U.S. will allow China’s ZTE to get back in business after paying $1.4 billion fine
The U.S. reached a deal that will allow ZTE Corp. to get back in business after the Chinese telecommunications company pays a record fine and agrees to management changes, eliminating a key sticking point as the two countries try to avert a trade war.
“We still retain the power to shut them down again,” Commerce Secretary Wilbur Ross said Thursday in an interview on CNBC. He said the Commerce Department’s $1.4-billion fine brings U.S. penalties last year and this year to $2.3 billion.
The agreement signals that China is likely to quickly approve the $43-billion acquisition of NXP Semiconductors by Qualcomm Inc. of San Diego, a deal that has been pending for 18 months. Shares in NXP closed up 4.9% to $120.07; Qualcomm rose 1.3% to $60.64.
The United States blocked ZTE’s access to U.S. suppliers in April, saying the company violated a 2017 sanctions settlement related to trading with Iran and North Korea and then lied about the violations. The company announced it was shutting down just weeks after the ban was announced.
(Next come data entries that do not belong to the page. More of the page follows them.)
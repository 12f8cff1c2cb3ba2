//! Voice pipeline: direct synthesis, dual task announcements, and the
//! pre-generated rejection stock that gives users an instant (snarky)
//! response when they ignore a task.

pub mod routes;
pub mod speech;
pub mod stock;
pub mod synth;

use std::path::PathBuf;
use std::sync::Arc;
use std::time::Duration;

use anyhow::Result;
use chrono::Utc;
use tower_http::trace::TraceLayer;
use tracing::{debug, info, warn};
use uuid::Uuid;

use soms_config::{LlmConfig, VoiceConfig};
use soms_llm::ChatClient;

use crate::routes::VoiceState;
use crate::speech::SpeechGenerator;
use crate::stock::{RejectionStock, StockEntry};
use crate::synth::SynthClient;

/// Pause between successful stock generations so synthesis capacity is not
/// monopolized.
const GENERATION_PAUSE: Duration = Duration::from_secs(3);
/// Startup grace before the idle generator first runs.
const WARMUP_DELAY: Duration = Duration::from_secs(10);

/// Run the voice HTTP service and its idle stock generator until the
/// process exits.
pub async fn serve(config: VoiceConfig, llm_config: LlmConfig, http: reqwest::Client) -> Result<()> {
    let audio_dir = PathBuf::from(&config.audio_dir);
    tokio::fs::create_dir_all(&audio_dir).await?;

    let speech = Arc::new(SpeechGenerator::new(ChatClient::new(
        http.clone(),
        llm_config,
    )));
    let synth = Arc::new(SynthClient::new(
        http,
        config.synth_url.clone(),
        config.synth_timeout_secs,
    ));
    let stock = Arc::new(RejectionStock::open(
        audio_dir.join("rejections"),
        config.max_stock,
        config.refill_threshold,
    ));

    let generator = IdleGenerator {
        stock: stock.clone(),
        speech: speech.clone(),
        synth: synth.clone(),
        idle_interval: Duration::from_secs(config.idle_interval_secs),
    };
    tokio::spawn(async move { generator.run().await });

    let state = VoiceState {
        speech,
        synth,
        stock,
        audio_dir,
    };
    let app = routes::router(state).layer(TraceLayer::new_for_http());
    let listener = tokio::net::TcpListener::bind(&config.bind_addr).await?;
    info!(addr = %config.bind_addr, "voice service listening");
    axum::serve(listener, app).await?;
    Ok(())
}

/// Background refill of the rejection stock during idle time.
pub struct IdleGenerator {
    pub stock: Arc<RejectionStock>,
    pub speech: Arc<SpeechGenerator>,
    pub synth: Arc<SynthClient>,
    pub idle_interval: Duration,
}

impl IdleGenerator {
    pub async fn run(&self) {
        info!("rejection stock idle generator started");
        tokio::time::sleep(WARMUP_DELAY).await;
        loop {
            let should_generate = self.stock.needs_refill().await && self.stock.is_idle();
            if should_generate {
                match self.generate_one().await {
                    Ok(true) => tokio::time::sleep(GENERATION_PAUSE).await,
                    Ok(false) => tokio::time::sleep(self.idle_interval).await,
                    Err(err) => {
                        warn!(%err, "rejection generation failed");
                        tokio::time::sleep(self.idle_interval).await;
                    }
                }
            } else {
                tokio::time::sleep(self.idle_interval).await;
            }
        }
    }

    /// Generate one rejection entry: LLM text, synthesized audio, manifest
    /// append. Returns false when the stock is already full.
    pub async fn generate_one(&self) -> Result<bool> {
        if self.stock.is_full().await {
            return Ok(false);
        }
        let text = self.speech.rejection_text().await;
        let audio = self.synth.synthesize(&text).await?;

        let id = Uuid::new_v4().to_string()[..8].to_string();
        let audio_file = format!("rejection_{id}.mp3");
        self.synth
            .save_audio(&audio, &self.stock.dir().join(&audio_file))
            .await?;

        self.stock
            .add_entry(StockEntry {
                id,
                text: text.clone(),
                audio_file,
                created_at: Utc::now().to_rfc3339(),
            })
            .await?;
        let count = self.stock.count().await;
        debug!(text = %text, count = count, "generated rejection entry");
        Ok(true)
    }
}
Under the deal, the ban is suspended for 10 years and can be activated by the Commerce Department should the company commit additional violations during that decadelong “probationary period,” the department said in a statement announcing the agreement.
Ross said the U.S. would install its “own compliance people” to monitor the company, and shareholders will bring in a new board and management.
An agreement that would allow the crippled company to reopen was seen as a key Chinese demand as the world’s two largest economies try to avoid a trade war that could undermine global growth. After a personal plea from Chinese President Xi Jinping to help the company get back into business, President Trump said last month that the initial fine on ZTE would lead to “too many jobs in China lost” and that he would direct Ross to “get it done.”
The U.S. also needs China’s help negotiating the denuclearization of North Korea ahead of a June 12 summit between Trump and North Korea’s Kim Jong Un.
Trump has threatened to slap tariffs on at least $50 billion in Chinese imports shortly after a final list of targets is published on June 15. China has vowed to retaliate on everything from U.S. soybeans to airplanes, and said it would abandon its commitments if the U.S. follows through on its tariff threat.
Members of Congress from both parties said they were concerned about the deal’s national security implications, and some have threatened to block any ZTE deal through legislation that could be part of the national defense spending bill.
“I assure you with 100% confidence that #ZTE is a much greater national security threat than steel from Argentina or Europe. #VeryBadDeal,” Sen. Marco Rubio (R-Fla.) said on Twitter after the administration’s announcement.
Senate Majority Whip John Cornyn (R-Texas) said national security was “front and center” of the ZTE deal, and added that replacing the board and requiring compliance officers “goes a long way to addressing some of my concerns about the national security implication.”
Sen. Ron Wyden (D-Ore.), ranking Democrat on the Senate Finance Committee with jurisdiction over trade, called the deal “a loser for American security and a loser for American workers.”
The U.S. government is also looking at limiting Chinese investment, and will report by the end of this month how it plans to tighten scrutiny of that. Treasury Secretary Steven T. Mnuchin wants to rely on legislation to tighten controls, instead of an executive move imposing sweeping new limits, according to three people familiar with the matter.
2:15 p.m.: This article was updated with additional comments from U.S. officials.
6:40 a.m.: This article was updated throughout with additional details on the deal and background on ZTE.